Other Parts of This Series:


Singleton Design Pattern (Photo Credit: refactoring.guru)

Singleton Design Pattern (Photo Credit: refactoring.guru)

In this series, we try to explore software design patterns and principles. We will try to learn the well-known OOP design patterns one by one. In this part, we try to explore the singleton design pattern.

So let’s get started…


Story

Ismael is a very good boy and over 21 years old. As he is an adult now, he decided to marry someone and addressed him as my wife. As I previously stated, he is a good boy (though, like other men, he also has petty thinking), and he desires only one wife in his entire life. So he is looking for a wife until he finds someone to be his wife. When he found someone, he left his entire life with her and refused to accept any other girls as his wife.

Now he is in search of his singleton wife.

Singleton Design Pattern

Singleton Design Pattern (Photo Credit: refactoring.guru)

Singleton Design Pattern (Photo Credit: refactoring.guru)

The singleton design pattern is a creational design pattern that helps us to create and maintain only one instance of a class. That is, as its name refers, the singleton design pattern gives us a way to create only one instance object of a class and ensure the use of this object everywhere in the system.

Like the Ismael in the above story, he allows the first woman as his wife; after that, he refuses the other instances of women as his wife.

Problems The Singleton Design Pattern Solves:

We know every design pattern is meant to solve some design problems; the singleton design pattern also solves 2 problems. Like:

  1. Ensures that a class has just only one single instance object.
  2. Provide a global access point to that instance.

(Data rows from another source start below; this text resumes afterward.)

use std::net::SocketAddr;
use std::sync::Arc;
use std::time::Duration;

use anyhow::Context;
use marquee_api::{app, AppState};
use marquee_core::{ScreeningDirectory, SeatClaimSource, SeatLockTable};
use marquee_order::{MemoryOrderStore, OrderController, OrderStore};
use marquee_reserve::{LockManager, MemoryLockTable};
use marquee_store::app_config::StorageBackend;
use marquee_store::{
    DbClient, PgDirectory, PgLockTable, PgOrderStore, RedisLockTable, StaticDirectory,
};
use tracing_subscriber::{layer::SubscriberExt, util::SubscriberInitExt};

#[tokio::main]
async fn main() -> anyhow::Result<()> {
    tracing_subscriber::registry()
        .with(
            tracing_subscriber::EnvFilter::try_from_default_env().unwrap_or_else(|_| {
                "marquee_api=debug,tower_http=debug,axum::rejection=trace".into()
            }),
        )
        .with(tracing_subscriber::fmt::layer())
        .init();

    let config = marquee_store::Config::load().context("failed to load config")?;
    tracing::info!("Starting Marquee API on port {}", config.server.port);

    let lock_window = chrono::Duration::seconds(config.reservation.lock_ttl_seconds as i64);
    let order_window = chrono::Duration::seconds(config.reservation.order_window_seconds as i64);

    let (lock_table, order_store, claims, directory): (
        Arc<dyn SeatLockTable>,
        Arc<dyn OrderStore>,
        Arc<dyn SeatClaimSource>,
        Arc<dyn ScreeningDirectory>,
    ) = match config.storage.backend {
        StorageBackend::Memory => {
            let orders = Arc::new(MemoryOrderStore::new());
            let directory = StaticDirectory::new();
            for seed in &config.screenings {
                directory.register(seed.id, seed.layout());
            }
            (
                Arc::new(MemoryLockTable::new()),
                orders.clone(),
                orders,
                Arc::new(directory),
            )
        }
        StorageBackend::Redis => {
            let url = config
                .storage
                .redis_url
                .as_deref()
                .context("storage.redis_url is required for the redis backend")?;
            let table = RedisLockTable::new(url).context("failed to create Redis client")?;
            // Locks are the contended hot path; orders stay in process.
            let orders = Arc::new(MemoryOrderStore::new());
            let directory = StaticDirectory::new();
            for seed in &config.screenings {
                directory.register(seed.id, seed.layout());
            }
            (Arc::new(table), orders.clone(), orders, Arc::new(directory))
        }
        StorageBackend::Postgres => {
            let url = config
                .storage
                .database_url
                .as_deref()
                .context("storage.database_url is required for the postgres backend")?;
            let db = DbClient::new(url)
                .await
                .context("failed to connect to Postgres")?;
            db.migrate().await.context("failed to run migrations")?;

            let directory = PgDirectory::new(db.pool.clone());
            for seed in &config.screenings {
                directory
                    .register(seed.id, &seed.layout())
                    .await
                    .map_err(|e| anyhow::anyhow!(e))
                    .context("failed to seed screening")?;
            }
            let orders = Arc::new(PgOrderStore::new(db.pool.clone()));
            (
                Arc::new(PgLockTable::new(db.pool.clone())),
                orders.clone(),
                orders,
                Arc::new(directory),
            )
        }
    };

    let locks = LockManager::new(lock_table, claims, directory, lock_window);
    let orders = OrderController::new(locks.clone(), order_store, order_window);

    // SSE Broadcast Channel
    let (sse_tx, _) = tokio::sync::broadcast::channel(100);

    let app_state = AppState {
        locks: locks.clone(),
        orders: orders.clone(),
        sse_tx,
    };

    tokio::spawn(marquee_api::sweeper::run(
        locks,
        orders,
        app_state.sse_tx.clone(),
        Duration::from_secs(config.reservation.sweep_interval_seconds),
    ));

    let app = app(app_state);

    let addr = SocketAddr::from(([0, 0, 0, 0], config.server.port));
    tracing::info!("Listening on {}", addr);

    let listener = tokio::net::TcpListener::bind(addr)
        .await
        .context("failed to bind listener")?;
    axum::serve(listener, app).await.context("server error")?;
    Ok(())
}
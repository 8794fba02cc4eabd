use chrono::{DateTime, Duration, Utc};
use std::sync::Arc;
use tokio::sync::watch;
use tokio::task::JoinHandle;

/// Snapshot of the time left before a reservation deadline, floored to
/// whole seconds. Once `expired` is true it never goes back.
#[derive(Debug, Clone, Copy, PartialEq, Eq, serde::Serialize, serde::Deserialize)]
pub struct Remaining {
    pub minutes: i64,
    pub seconds: i64,
    pub expired: bool,
}

impl Remaining {
    /// "MM:SS" for display next to the seat map.
    pub fn formatted(&self) -> String {
        format!("{:02}:{:02}", self.minutes, self.seconds)
    }
}

/// Pure countdown arithmetic against an absolute deadline. The deadline
/// never moves, so recomputing after a pause or clock skew on the display
/// side always lands on the same answer.
#[derive(Debug, Clone, Copy)]
pub struct Countdown {
    pub create_time: DateTime<Utc>,
    pub deadline: DateTime<Utc>,
}

impl Countdown {
    pub fn new(create_time: DateTime<Utc>, deadline: DateTime<Utc>) -> Self {
        Self {
            create_time,
            deadline,
        }
    }

    pub fn for_window(create_time: DateTime<Utc>, window: Duration) -> Self {
        Self::new(create_time, create_time + window)
    }

    pub fn remaining(&self, now: DateTime<Utc>) -> Remaining {
        let left = self.deadline - now;
        if left <= Duration::zero() {
            return Remaining {
                minutes: 0,
                seconds: 0,
                expired: true,
            };
        }
        let total_seconds = left.num_seconds();
        Remaining {
            minutes: total_seconds / 60,
            seconds: total_seconds % 60,
            expired: false,
        }
    }
}

/// Pushes a fresh `Remaining` to subscribers every second until the
/// deadline passes. Receivers see the final expired tick and then the
/// channel goes quiet; the task stops on its own.
pub struct CountdownTicker {
    countdown: Countdown,
    tx: Arc<watch::Sender<Remaining>>,
    task: JoinHandle<()>,
}

impl CountdownTicker {
    pub fn start(countdown: Countdown) -> Self {
        let (tx, _rx) = watch::channel(countdown.remaining(Utc::now()));
        let tx = Arc::new(tx);
        let task = Self::spawn(countdown, Arc::clone(&tx));
        Self {
            countdown,
            tx,
            task,
        }
    }

    fn spawn(countdown: Countdown, tx: Arc<watch::Sender<Remaining>>) -> JoinHandle<()> {
        tokio::spawn(async move {
            let mut ticker = tokio::time::interval(std::time::Duration::from_secs(1));
            loop {
                ticker.tick().await;
                let remaining = countdown.remaining(Utc::now());
                // send_replace never fails; receivers may come and go.
                tx.send_replace(remaining);
                if remaining.expired {
                    break;
                }
            }
        })
    }

    pub fn subscribe(&self) -> watch::Receiver<Remaining> {
        self.tx.subscribe()
    }

    pub fn countdown(&self) -> Countdown {
        self.countdown
    }

    /// Re-arms the ticker against a new deadline, e.g. after the holder
    /// refreshed their locks. Existing subscribers keep their receiver.
    pub fn restart(&mut self, countdown: Countdown) {
        self.task.abort();
        self.countdown = countdown;
        self.tx.send_replace(countdown.remaining(Utc::now()));
        self.task = Self::spawn(countdown, Arc::clone(&self.tx));
    }
}

impl Drop for CountdownTicker {
    fn drop(&mut self) {
        self.task.abort();
    }
}

#[cfg(test)]
mod tests {
    use super::*;

    #[test]
    fn remaining_floors_to_whole_seconds() {
        let start = Utc::now();
        let countdown = Countdown::for_window(start, Duration::minutes(15));

        let r = countdown.remaining(start);
        assert_eq!((r.minutes, r.seconds, r.expired), (15, 0, false));
        assert_eq!(r.formatted(), "15:00");

        // 14:59.400 left floors to 14:59.
        let r = countdown.remaining(start + Duration::milliseconds(600));
        assert_eq!((r.minutes, r.seconds), (14, 59));
        assert_eq!(r.formatted(), "14:59");

        let r = countdown.remaining(start + Duration::seconds(899));
        assert_eq!(r.formatted(), "00:01");
    }

    #[test]
    fn expiry_is_exact_at_the_deadline() {
        let start = Utc::now();
        let countdown = Countdown::for_window(start, Duration::minutes(15));
        let deadline = countdown.deadline;

        assert!(!countdown.remaining(deadline - Duration::milliseconds(1)).expired);
        let at = countdown.remaining(deadline);
        assert!(at.expired);
        assert_eq!(at.formatted(), "00:00");
        // Long after: still pinned at zero, never negative.
        let late = countdown.remaining(deadline + Duration::hours(2));
        assert_eq!((late.minutes, late.seconds, late.expired), (0, 0, true));
    }

    #[tokio::test]
    async fn ticker_counts_down_and_stops_when_expired() {
        let start = Utc::now();
        // Deadline already passed; the first tick reports expired.
        let countdown = Countdown::new(start, start - Duration::seconds(1));
        let ticker = CountdownTicker::start(countdown);
        let mut rx = ticker.subscribe();

        rx.changed().await.unwrap();
        assert!(rx.borrow().expired);
    }

    #[tokio::test]
    async fn restart_rearms_against_the_new_deadline() {
        let start = Utc::now();
        let mut ticker =
            CountdownTicker::start(Countdown::new(start, start - Duration::seconds(1)));
        let rx = ticker.subscribe();

        ticker.restart(Countdown::for_window(Utc::now(), Duration::minutes(15)));
        let r = *rx.borrow();
        assert!(!r.expired);
        assert!(r.minutes >= 14);
    }
}
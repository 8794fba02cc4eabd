use std::sync::Arc;

use axum::body::Body;
use axum::http::{header, Request, StatusCode};
use axum::Router;
use serde_json::{json, Value};
use tower::ServiceExt;
use uuid::Uuid;

use marquee_api::{app, AppState};
use marquee_core::{RoomLayout, SeatPos};
use marquee_order::{MemoryOrderStore, OrderController};
use marquee_reserve::{LockManager, MemoryLockTable};
use marquee_store::StaticDirectory;

fn test_app() -> (Router, Uuid) {
    let orders_store = Arc::new(MemoryOrderStore::new());
    let directory = StaticDirectory::new();
    let screening = Uuid::new_v4();
    directory.register(
        screening,
        RoomLayout::with_blocked(10, 10, vec![SeatPos::new(10, 10)]),
    );

    let locks = LockManager::new(
        Arc::new(MemoryLockTable::new()),
        orders_store.clone(),
        Arc::new(directory),
        chrono::Duration::minutes(15),
    );
    let orders = OrderController::new(locks.clone(), orders_store, chrono::Duration::minutes(15));
    let (sse_tx, _) = tokio::sync::broadcast::channel(16);

    (app(AppState { locks, orders, sse_tx }), screening)
}

async fn send(
    app: &Router,
    method: &str,
    uri: &str,
    user: Option<Uuid>,
    body: Option<Value>,
) -> (StatusCode, Value) {
    let mut builder = Request::builder().method(method).uri(uri);
    if let Some(user) = user {
        builder = builder.header("x-user-id", user.to_string());
    }
    let request = match body {
        Some(body) => builder
            .header(header::CONTENT_TYPE, "application/json")
            .body(Body::from(body.to_string()))
            .unwrap(),
        None => builder.body(Body::empty()).unwrap(),
    };

    let response = app.clone().oneshot(request).await.unwrap();
    let status = response.status();
    let bytes = axum::body::to_bytes(response.into_body(), usize::MAX)
        .await
        .unwrap();
    let value = if bytes.is_empty() {
        Value::Null
    } else {
        serde_json::from_slice(&bytes).unwrap()
    };
    (status, value)
}

fn seats_json(seats: &[(i32, i32)]) -> Value {
    json!({
        "seats": seats
            .iter()
            .map(|&(row, col)| json!({ "row": row, "col": col }))
            .collect::<Vec<_>>()
    })
}

#[tokio::test]
async fn seat_map_reports_the_room_grid() {
    let (app, screening) = test_app();

    let (status, body) = send(
        &app,
        "GET",
        &format!("/v1/screenings/{screening}/seats"),
        None,
        None,
    )
    .await;
    assert_eq!(status, StatusCode::OK);
    assert_eq!(body["rows"], 10);
    assert_eq!(body["cols"], 10);
    assert_eq!(body["grid"][0][0], "AVAILABLE");
    assert_eq!(body["grid"][9][9], "UNAVAILABLE");
}

#[tokio::test]
async fn unknown_screening_is_404() {
    let (app, _) = test_app();
    let (status, _) = send(
        &app,
        "GET",
        &format!("/v1/screenings/{}/seats", Uuid::new_v4()),
        None,
        None,
    )
    .await;
    assert_eq!(status, StatusCode::NOT_FOUND);
}

#[tokio::test]
async fn locking_requires_identity() {
    let (app, screening) = test_app();
    let (status, _) = send(
        &app,
        "POST",
        &format!("/v1/screenings/{screening}/locks"),
        None,
        Some(seats_json(&[(1, 1)])),
    )
    .await;
    assert_eq!(status, StatusCode::UNAUTHORIZED);
}

#[tokio::test]
async fn lock_conflict_names_only_the_contested_seats() {
    let (app, screening) = test_app();
    let (alice, bob) = (Uuid::new_v4(), Uuid::new_v4());
    let uri = format!("/v1/screenings/{screening}/locks");

    let (status, body) = send(&app, "POST", &uri, Some(alice), Some(seats_json(&[(1, 6)]))).await;
    assert_eq!(status, StatusCode::OK);
    assert_eq!(body["status"], "LOCKED");
    assert!(body["expires_at"].is_string());

    let (status, body) = send(
        &app,
        "POST",
        &uri,
        Some(bob),
        Some(seats_json(&[(1, 5), (1, 6)])),
    )
    .await;
    assert_eq!(status, StatusCode::CONFLICT);
    assert_eq!(body["seats"], json!([{ "row": 1, "col": 6 }]));

    // The all-or-nothing failure left the free seat free.
    let (status, _) = send(&app, "POST", &uri, Some(bob), Some(seats_json(&[(1, 5)]))).await;
    assert_eq!(status, StatusCode::OK);
}

#[tokio::test]
async fn out_of_grid_seats_are_rejected() {
    let (app, screening) = test_app();
    let (status, _) = send(
        &app,
        "POST",
        &format!("/v1/screenings/{screening}/locks"),
        Some(Uuid::new_v4()),
        Some(seats_json(&[(11, 1)])),
    )
    .await;
    assert_eq!(status, StatusCode::BAD_REQUEST);
}

#[tokio::test]
async fn unlock_frees_the_seats_for_others() {
    let (app, screening) = test_app();
    let (alice, bob) = (Uuid::new_v4(), Uuid::new_v4());
    let uri = format!("/v1/screenings/{screening}/locks");

    let (status, _) = send(&app, "POST", &uri, Some(alice), Some(seats_json(&[(2, 2)]))).await;
    assert_eq!(status, StatusCode::OK);

    let (status, _) = send(&app, "DELETE", &uri, Some(alice), Some(seats_json(&[(2, 2)]))).await;
    assert_eq!(status, StatusCode::NO_CONTENT);

    let (status, _) = send(&app, "POST", &uri, Some(bob), Some(seats_json(&[(2, 2)]))).await;
    assert_eq!(status, StatusCode::OK);

    // Releasing bob's seat as alice is refused.
    let (status, _) = send(&app, "DELETE", &uri, Some(alice), Some(seats_json(&[(2, 2)]))).await;
    assert_eq!(status, StatusCode::CONFLICT);
}

#[tokio::test]
async fn full_purchase_flow_ends_with_sold_seats() {
    let (app, screening) = test_app();
    let (alice, bob) = (Uuid::new_v4(), Uuid::new_v4());
    let locks_uri = format!("/v1/screenings/{screening}/locks");

    let (status, _) = send(
        &app,
        "POST",
        &locks_uri,
        Some(alice),
        Some(seats_json(&[(3, 4), (3, 5)])),
    )
    .await;
    assert_eq!(status, StatusCode::OK);

    let (status, order) = send(
        &app,
        "POST",
        "/v1/orders",
        Some(alice),
        Some(json!({
            "screening_id": screening,
            "seats": [{ "row": 3, "col": 4 }, { "row": 3, "col": 5 }],
        })),
    )
    .await;
    assert_eq!(status, StatusCode::CREATED);
    assert_eq!(order["status"], "PENDING_PAYMENT");
    assert_eq!(order["seat_count"], 2);
    assert_eq!(order["seats_description"], json!(["C4", "C5"]));
    assert_eq!(order["order_no"].as_str().unwrap().len(), 23);
    assert!(order["countdown"]["expired"] == json!(false));

    let order_id = order["id"].as_str().unwrap();

    // The order holds the seats even though the raw locks were released.
    let (status, body) = send(
        &app,
        "POST",
        &locks_uri,
        Some(bob),
        Some(seats_json(&[(3, 4)])),
    )
    .await;
    assert_eq!(status, StatusCode::CONFLICT);
    assert_eq!(body["seats"], json!([{ "row": 3, "col": 4 }]));

    let (status, paid) = send(
        &app,
        "PUT",
        &format!("/v1/orders/{order_id}/mark-as-paid"),
        Some(alice),
        None,
    )
    .await;
    assert_eq!(status, StatusCode::OK);
    assert_eq!(paid["status"], "PAID");
    assert!(paid["payment_time"].is_string());
    assert!(paid["countdown"].is_null());

    // Paying twice is harmless.
    let (status, _) = send(
        &app,
        "PUT",
        &format!("/v1/orders/{order_id}/mark-as-paid"),
        Some(alice),
        None,
    )
    .await;
    assert_eq!(status, StatusCode::OK);

    let (_, map) = send(
        &app,
        "GET",
        &format!("/v1/screenings/{screening}/seats"),
        None,
        None,
    )
    .await;
    assert_eq!(map["grid"][2][3], "SOLD");
    assert_eq!(map["grid"][2][4], "SOLD");
}

#[tokio::test]
async fn order_requires_locks_first() {
    let (app, screening) = test_app();

    let (status, body) = send(
        &app,
        "POST",
        "/v1/orders",
        Some(Uuid::new_v4()),
        Some(json!({
            "screening_id": screening,
            "seats": [{ "row": 4, "col": 4 }],
        })),
    )
    .await;
    assert_eq!(status, StatusCode::CONFLICT);
    assert_eq!(body["seats"], json!([{ "row": 4, "col": 4 }]));
}

#[tokio::test]
async fn cancelled_order_releases_its_seats() {
    let (app, screening) = test_app();
    let (alice, bob) = (Uuid::new_v4(), Uuid::new_v4());
    let locks_uri = format!("/v1/screenings/{screening}/locks");

    send(&app, "POST", &locks_uri, Some(alice), Some(seats_json(&[(5, 5)]))).await;
    let (_, order) = send(
        &app,
        "POST",
        "/v1/orders",
        Some(alice),
        Some(json!({
            "screening_id": screening,
            "seats": [{ "row": 5, "col": 5 }],
        })),
    )
    .await;
    let order_no = order["order_no"].as_str().unwrap().to_string();

    // Lookup works by order number too, and only for the owner.
    let (status, _) = send(&app, "GET", &format!("/v1/orders/{order_no}"), Some(bob), None).await;
    assert_eq!(status, StatusCode::FORBIDDEN);

    let (status, _) = send(
        &app,
        "PUT",
        &format!("/v1/orders/{order_no}/cancel"),
        Some(alice),
        None,
    )
    .await;
    assert_eq!(status, StatusCode::NO_CONTENT);

    let (status, fetched) = send(
        &app,
        "GET",
        &format!("/v1/orders/{order_no}"),
        Some(alice),
        None,
    )
    .await;
    assert_eq!(status, StatusCode::OK);
    assert_eq!(fetched["status"], "CANCELLED");
    assert!(fetched["cancel_time"].is_string());

    let (status, _) = send(&app, "POST", &locks_uri, Some(bob), Some(seats_json(&[(5, 5)]))).await;
    assert_eq!(status, StatusCode::OK);
}

#[tokio::test]
async fn orders_list_is_scoped_to_the_caller() {
    let (app, screening) = test_app();
    let (alice, bob) = (Uuid::new_v4(), Uuid::new_v4());
    let locks_uri = format!("/v1/screenings/{screening}/locks");

    send(&app, "POST", &locks_uri, Some(alice), Some(seats_json(&[(6, 6)]))).await;
    send(
        &app,
        "POST",
        "/v1/orders",
        Some(alice),
        Some(json!({
            "screening_id": screening,
            "seats": [{ "row": 6, "col": 6 }],
        })),
    )
    .await;

    let (status, mine) = send(&app, "GET", "/v1/orders", Some(alice), None).await;
    assert_eq!(status, StatusCode::OK);
    assert_eq!(mine.as_array().unwrap().len(), 1);

    let (status, theirs) = send(&app, "GET", "/v1/orders", Some(bob), None).await;
    assert_eq!(status, StatusCode::OK);
    assert!(theirs.as_array().unwrap().is_empty());
}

Singleton Design Pattern Applicability:

  • Use the Singleton pattern when a class in your program should have just a single instance available to all clients; for example, a single database object shared by different parts of the program or a logger for log systems’ different messages.
  • Use the Singleton pattern when you need stricter control over global variables.

UML Diagram:

Singleton Design Pattern UML (Photo Credit: tutorialspoint.com)

Singleton Design Pattern UML (Photo Credit: tutorialspoint.com)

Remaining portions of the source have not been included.